Marketers are cheering a U.S. Supreme Court decision Monday striking down a California law banning the sale of violent video games to children. But some observers say that the pro-free speech ruling could have a counter-intuitive result: It could give broadband providers a boost in their fight against Net neutrality.
The Supreme Court ruled 7-2 that California's law restricting the sale or rental of violent video games to minors violates the First Amendment. "No doubt a State possesses legitimate power to protect children from harm," Justice Antonin Scalia wrote for the majority. "But that does not include a free-floating power to restrict the ideas to which children may be exposed."
Scalia added that because California's law restricts content, it's invalid unless it "passes strict scrutiny -- that is, unless it is justified by a compelling government interest and is narrowly drawn to serve that interest."
He went on to rule that the California law did not meet that standard for several reasons, including that it was "seriously underinclusive" because it only applied to video games and not other types of entertainment.
The Association of National Advertisers had joined other groups, including the Association of American Publishers and Recording Industry Association of America, in a friend-of-the-court brief opposing California's law. Dan Jaffe, executive vice president of government relations for the ANA, says the organization saw the case as important because it dealt with "whether video game advertising was going to be treated differently than other types of advertising."
"The broader issue for us, and the advertising community, was were they going to start putting in further restrictions to advertising to those under 18," Jaffe says. He adds that the ruling could affect the validity of proposed online privacy laws that only apply to minors, though that would depend very much on the final wording of those laws.
At the same time, the ruling could give broadband providers significant ammunition in their fight against Net neutrality laws. That's according to Cardozo Law School professor Susan Crawford, a prominent neutrality proponent. "Today's opinion may further strengthen the carriers' arguments that any nondiscrimination requirement imposed on them should be struck down," she writes.
The key issue, says Crawford, centers on whether the FCC's neutrality rules are interpreted as "content-based." If so, then broadband providers can argue that the rules are invalid unless they meet the "strict scrutiny" standard -- they are as narrow as possible and further a compelling interest. Crawford adds that content-based rules are "always" struck down by the Supreme Court.
The FCC's rules, which were passed 3-2 last December, ban broadband providers from blocking or degrading Web sites or applications. But Crawford says the carriers will be able to argue those rules are impermissible because they require providers to transmit certain content.
"Even though today's opinion is about regulations prohibiting speech rather than regulations requiring speech, it's likely that the carriers will be able to frame the debate their way: We'd like to speak, to use all of our pipes the way we want to, without restriction. By forcing us to fairly carry speech with which we don't want to be associated, you're restricting our free use of our private communications medium," she writes.
Verizon and MetroPCS already filed suit over the rules, but the case was dismissed as premature because the final regulations have not yet been published in the Federal Register.
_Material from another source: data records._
//! PKCE (Proof Key for Code Exchange) per RFC 7636 and authorization URLs
//!
//! The verifier stays with the client (in memory for popups, in the ephemeral
//! storage tier across a redirect) and is sent during the code exchange; the
//! S256 challenge goes into the authorization URL.

use base64::Engine;
use base64::engine::general_purpose::URL_SAFE_NO_PAD;
use rand::RngExt;
use reqwest::Url;
use sha2::{Digest, Sha256};

use crate::error::{ProviderError, Result, codes};
use crate::types::{Prompt, ProviderConfig};

/// Generate a random code verifier: 64 random bytes as URL-safe base64
/// (86 characters, inside RFC 7636's 43-128 range).
pub fn generate_verifier() -> String {
    let mut bytes = [0u8; 64];
    rand::rng().fill(&mut bytes);
    URL_SAFE_NO_PAD.encode(bytes)
}

/// `challenge = BASE64URL(SHA256(verifier))`
pub fn compute_challenge(verifier: &str) -> String {
    let hash = Sha256::digest(verifier.as_bytes());
    URL_SAFE_NO_PAD.encode(hash)
}

/// Build the authorization URL for an interactive request.
///
/// `scopes` are joined in the caller's order. `state` is echoed back by the
/// authorization server and checked when the callback is consumed.
pub fn build_authorization_url(
    config: &ProviderConfig,
    scopes: &[String],
    prompt: Prompt,
    state: &str,
    challenge: &str,
) -> Result<String> {
    let scope = scopes.join(" ");
    let url = Url::parse_with_params(
        &config.authorize_endpoint(),
        &[
            ("client_id", config.client_id.as_str()),
            ("response_type", "code"),
            ("redirect_uri", config.redirect_uri.as_str()),
            ("response_mode", "query"),
            ("scope", scope.as_str()),
            ("prompt", prompt.as_str()),
            ("code_challenge", challenge),
            ("code_challenge_method", "S256"),
            ("state", state),
        ],
    )
    .map_err(|e| ProviderError::new(codes::INVALID_CONFIG, format!("authorize endpoint: {e}")))?;
    Ok(url.into())
}

/// Build the end-session URL that returns the browser to
/// `post_logout_redirect_uri`.
pub fn build_logout_url(config: &ProviderConfig, login_hint: Option<&str>) -> Result<String> {
    let mut params = vec![(
        "post_logout_redirect_uri",
        config.post_logout_redirect_uri.as_str(),
    )];
    if let Some(hint) = login_hint {
        params.push(("logout_hint", hint));
    }
    let url = Url::parse_with_params(&config.logout_endpoint(), &params)
        .map_err(|e| ProviderError::new(codes::INVALID_CONFIG, format!("logout endpoint: {e}")))?;
    Ok(url.into())
}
The FCC is expected to take the next step toward finalizing the rules this week by submitting them to the Office of Management and Budget.
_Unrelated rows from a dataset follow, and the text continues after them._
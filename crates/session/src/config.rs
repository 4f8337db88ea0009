//! Session configuration
//!
//! Deserialized from the `[session]` table of the host's TOML file. Only the
//! provider connection settings and scopes are required; everything else has
//! a default. `validate()` must pass before `SessionManager::initialize`
//! accepts a configuration.

use std::collections::BTreeSet;
use std::time::Duration;

use identity::{CacheTier, FlowType, Prompt, ProviderConfig};
use serde::{Deserialize, Serialize};

/// Typical lifetime of an access token issued by the provider. The renewal
/// interval must fire before a token renewed on the previous tick goes stale.
pub const TYPICAL_TOKEN_LIFETIME: Duration = Duration::from_secs(3600);

/// OAuth scopes requested for every token.
///
/// Order is not significant: two `Scopes` are equal when they name the same
/// set of scopes.
#[derive(Debug, Clone, Default, Serialize, Deserialize)]
#[serde(transparent)]
pub struct Scopes(Vec<String>);

impl Scopes {
    pub fn new<I, S>(scopes: I) -> Self
    where
        I: IntoIterator<Item = S>,
        S: Into<String>,
    {
        Self(scopes.into_iter().map(Into::into).collect())
    }

    pub fn as_slice(&self) -> &[String] {
        &self.0
    }

    pub fn to_vec(&self) -> Vec<String> {
        self.0.clone()
    }

    pub fn is_empty(&self) -> bool {
        self.0.is_empty()
    }

    fn set(&self) -> BTreeSet<&str> {
        self.0.iter().map(String::as_str).collect()
    }
}

impl PartialEq for Scopes {
    fn eq(&self, other: &Self) -> bool {
        self.set() == other.set()
    }
}

impl Eq for Scopes {}

impl From<Vec<String>> for Scopes {
    fn from(scopes: Vec<String>) -> Self {
        Self(scopes)
    }
}

/// Configuration for one `SessionManager`.
#[derive(Debug, Clone, PartialEq, Eq, Deserialize)]
pub struct SessionConfig {
    pub client_id: String,
    pub tenant_id: String,
    pub redirect_uri: String,
    pub scopes: Scopes,
    #[serde(default = "default_authority")]
    pub authority: String,
    /// Where the provider sends the browser after sign-out; defaults to
    /// `redirect_uri`
    #[serde(default)]
    pub post_logout_redirect_uri: Option<String>,
    #[serde(default)]
    pub flow: FlowType,
    #[serde(default)]
    pub cache_tier: CacheTier,
    #[serde(default)]
    pub prompt: Prompt,
    /// Tokens are treated as expired this long before the reported expiry
    #[serde(default = "default_renewal_lead")]
    pub renewal_lead_secs: u64,
    /// Period of the background renewal timer
    #[serde(default = "default_renewal_interval")]
    pub renewal_interval_secs: u64,
    /// Pause after clearing a stuck interaction before retrying
    #[serde(default = "default_recovery_backoff")]
    pub recovery_backoff_ms: u64,
    /// Forward provider protocol events to the log
    #[serde(default)]
    pub logging: bool,
}

fn default_authority() -> String {
    "https://login.microsoftonline.com".into()
}

fn default_renewal_lead() -> u64 {
    300
}

fn default_renewal_interval() -> u64 {
    1800
}

fn default_recovery_backoff() -> u64 {
    1500
}

impl SessionConfig {
    /// Configuration with the required fields set and everything else at its
    /// default.
    pub fn new(
        client_id: impl Into<String>,
        tenant_id: impl Into<String>,
        redirect_uri: impl Into<String>,
        scopes: Scopes,
    ) -> Self {
        Self {
            client_id: client_id.into(),
            tenant_id: tenant_id.into(),
            redirect_uri: redirect_uri.into(),
            scopes,
            authority: default_authority(),
            post_logout_redirect_uri: None,
            flow: FlowType::default(),
            cache_tier: CacheTier::default(),
            prompt: Prompt::default(),
            renewal_lead_secs: default_renewal_lead(),
            renewal_interval_secs: default_renewal_interval(),
            recovery_backoff_ms: default_recovery_backoff(),
            logging: false,
        }
    }

    /// Reject configurations the session cannot run with.
    pub fn validate(&self) -> common::Result<()> {
        for (name, value) in [
            ("client_id", &self.client_id),
            ("tenant_id", &self.tenant_id),
            ("redirect_uri", &self.redirect_uri),
        ] {
            if value.trim().is_empty() {
                return Err(common::Error::Config(format!("{name} must not be empty")));
            }
        }

        for (name, value) in [
            ("authority", Some(&self.authority)),
            ("redirect_uri", Some(&self.redirect_uri)),
            (
                "post_logout_redirect_uri",
                self.post_logout_redirect_uri.as_ref(),
            ),
        ] {
            if let Some(value) = value
                && !value.starts_with("http://")
                && !value.starts_with("https://")
            {
                return Err(common::Error::Config(format!(
                    "{name} must start with http:// or https://, got: {value}"
                )));
            }
        }

        if self.scopes.is_empty() {
            return Err(common::Error::Config(
                "at least one scope is required".into(),
            ));
        }
        if let Some(bad) = self
            .scopes
            .as_slice()
            .iter()
            .find(|s| s.is_empty() || s.contains(char::is_whitespace))
        {
            return Err(common::Error::Config(format!(
                "scopes must be non-empty and contain no whitespace, got: {bad:?}"
            )));
        }

        if self.renewal_interval_secs == 0 {
            return Err(common::Error::Config(
                "renewal_interval_secs must be greater than 0".into(),
            ));
        }
        let usable = TYPICAL_TOKEN_LIFETIME.saturating_sub(self.renewal_lead());
        if usable.is_zero() {
            return Err(common::Error::Config(format!(
                "renewal_lead_secs must be less than {}",
                TYPICAL_TOKEN_LIFETIME.as_secs()
            )));
        }
        if self.renewal_interval() >= usable {
            return Err(common::Error::Config(format!(
                "renewal_interval_secs must be less than {} (token lifetime minus renewal lead)",
                usable.as_secs()
            )));
        }

        Ok(())
    }

    pub fn renewal_lead(&self) -> Duration {
        Duration::from_secs(self.renewal_lead_secs)
    }

    pub fn renewal_interval(&self) -> Duration {
        Duration::from_secs(self.renewal_interval_secs)
    }

    pub fn recovery_backoff(&self) -> Duration {
        Duration::from_millis(self.recovery_backoff_ms)
    }

    /// Provider connection settings derived from this configuration.
    pub fn provider_config(&self) -> ProviderConfig {
        ProviderConfig {
            client_id: self.client_id.clone(),
            tenant_id: self.tenant_id.clone(),
            authority: self.authority.clone(),
            redirect_uri: self.redirect_uri.clone(),
            post_logout_redirect_uri: self
                .post_logout_redirect_uri
                .clone()
                .unwrap_or_else(|| self.redirect_uri.clone()),
            cache_tier: self.cache_tier,
            logging_enabled: self.logging,
        }
    }
}

#[cfg(test)]
mod tests {
    use super::*;

    fn config() -> SessionConfig {
        SessionConfig::new(
            "client-1",
            "tenant-1",
            "http://localhost:8400/callback",
            Scopes::new(["openid", "User.Read"]),
        )
    }

    #[test]
    fn minimal_toml_gets_defaults() {
        let config: SessionConfig = toml::from_str(
            r#"
client_id = "client-1"
tenant_id = "tenant-1"
redirect_uri = "http://localhost:8400/callback"
scopes = ["openid", "User.Read"]
"#,
        )
        .unwrap();

        assert_eq!(config.authority, "https://login.microsoftonline.com");
        assert_eq!(config.flow, FlowType::Popup);
        assert_eq!(config.cache_tier, CacheTier::Ephemeral);
        assert_eq!(config.prompt, Prompt::SelectAccount);
        assert_eq!(config.renewal_lead(), Duration::from_secs(300));
        assert_eq!(config.renewal_interval(), Duration::from_secs(1800));
        assert_eq!(config.recovery_backoff(), Duration::from_millis(1500));
        assert!(!config.logging);
        assert_eq!(config, self::config());
        config.validate().unwrap();
    }

    #[test]
    fn full_toml_overrides() {
        let config: SessionConfig = toml::from_str(
            r#"
client_id = "client-1"
tenant_id = "tenant-1"
redirect_uri = "https://app.example.com/"
post_logout_redirect_uri = "https://app.example.com/bye"
scopes = ["api://backend/.default"]
authority = "https://login.example.com/"
flow = "redirect"
cache_tier = "durable"
prompt = "login"
renewal_lead_secs = 120
renewal_interval_secs = 600
recovery_backoff_ms = 250
logging = true
"#,
        )
        .unwrap();

        assert_eq!(config.flow, FlowType::Redirect);
        assert_eq!(config.cache_tier, CacheTier::Durable);
        assert_eq!(config.prompt, Prompt::Login);
        assert_eq!(config.recovery_backoff(), Duration::from_millis(250));
        config.validate().unwrap();

        let provider = config.provider_config();
        assert_eq!(provider.post_logout_redirect_uri, "https://app.example.com/bye");
        assert_eq!(provider.cache_tier, CacheTier::Durable);
        assert!(provider.logging_enabled);
    }

    #[test]
    fn post_logout_defaults_to_redirect_uri() {
        let provider = config().provider_config();
        assert_eq!(
            provider.post_logout_redirect_uri,
            "http://localhost:8400/callback"
        );
    }

    #[test]
    fn scope_order_is_not_significant() {
        assert_eq!(
            Scopes::new(["openid", "User.Read"]),
            Scopes::new(["User.Read", "openid"])
        );
        assert_ne!(Scopes::new(["openid"]), Scopes::new(["openid", "email"]));
    }

    #[test]
    fn rejects_empty_required_fields() {
        let mut c = config();
        c.client_id = " ".into();
        let err = c.validate().unwrap_err();
        assert!(err.to_string().contains("client_id"));
    }

    #[test]
    fn rejects_non_http_urls() {
        let mut c = config();
        c.authority = "login.microsoftonline.com".into();
        assert!(c.validate().unwrap_err().to_string().contains("authority"));

        let mut c = config();
        c.post_logout_redirect_uri = Some("app://bye".into());
        assert!(
            c.validate()
                .unwrap_err()
                .to_string()
                .contains("post_logout_redirect_uri")
        );
    }

    #[test]
    fn rejects_bad_scopes() {
        let mut c = config();
        c.scopes = Scopes::default();
        assert!(c.validate().is_err());

        let mut c = config();
        c.scopes = Scopes::new(["openid profile"]);
        assert!(c.validate().unwrap_err().to_string().contains("whitespace"));
    }

    #[test]
    fn renewal_interval_must_fit_inside_token_lifetime() {
        let mut c = config();
        c.renewal_interval_secs = 3300;
        assert!(c.validate().is_err());

        c.renewal_interval_secs = 3299;
        c.validate().unwrap();

        c.renewal_interval_secs = 0;
        assert!(c.validate().is_err());

        let mut c = config();
        c.renewal_lead_secs = 3600;
        assert!(
            c.validate()
                .unwrap_err()
                .to_string()
                .contains("renewal_lead_secs")
        );
    }
}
The carriers didn't build their "private" systems for personal use, but for the public at large (they can't make money off themselves, afterall.) Anyone who makes the argument that Net Neutrality forces "...us to fairly carry speech with which we don't want to be associated, ... restricting our free use of our private communications medium," should be banned from ever serving the public again, their equipment seized, and auctioned to those who would carry out their public service and duty. The attitude of these so-called "private" carriers are one of the reasons the US lags the rest of the world in Internet operations such as speed of service and volume per user.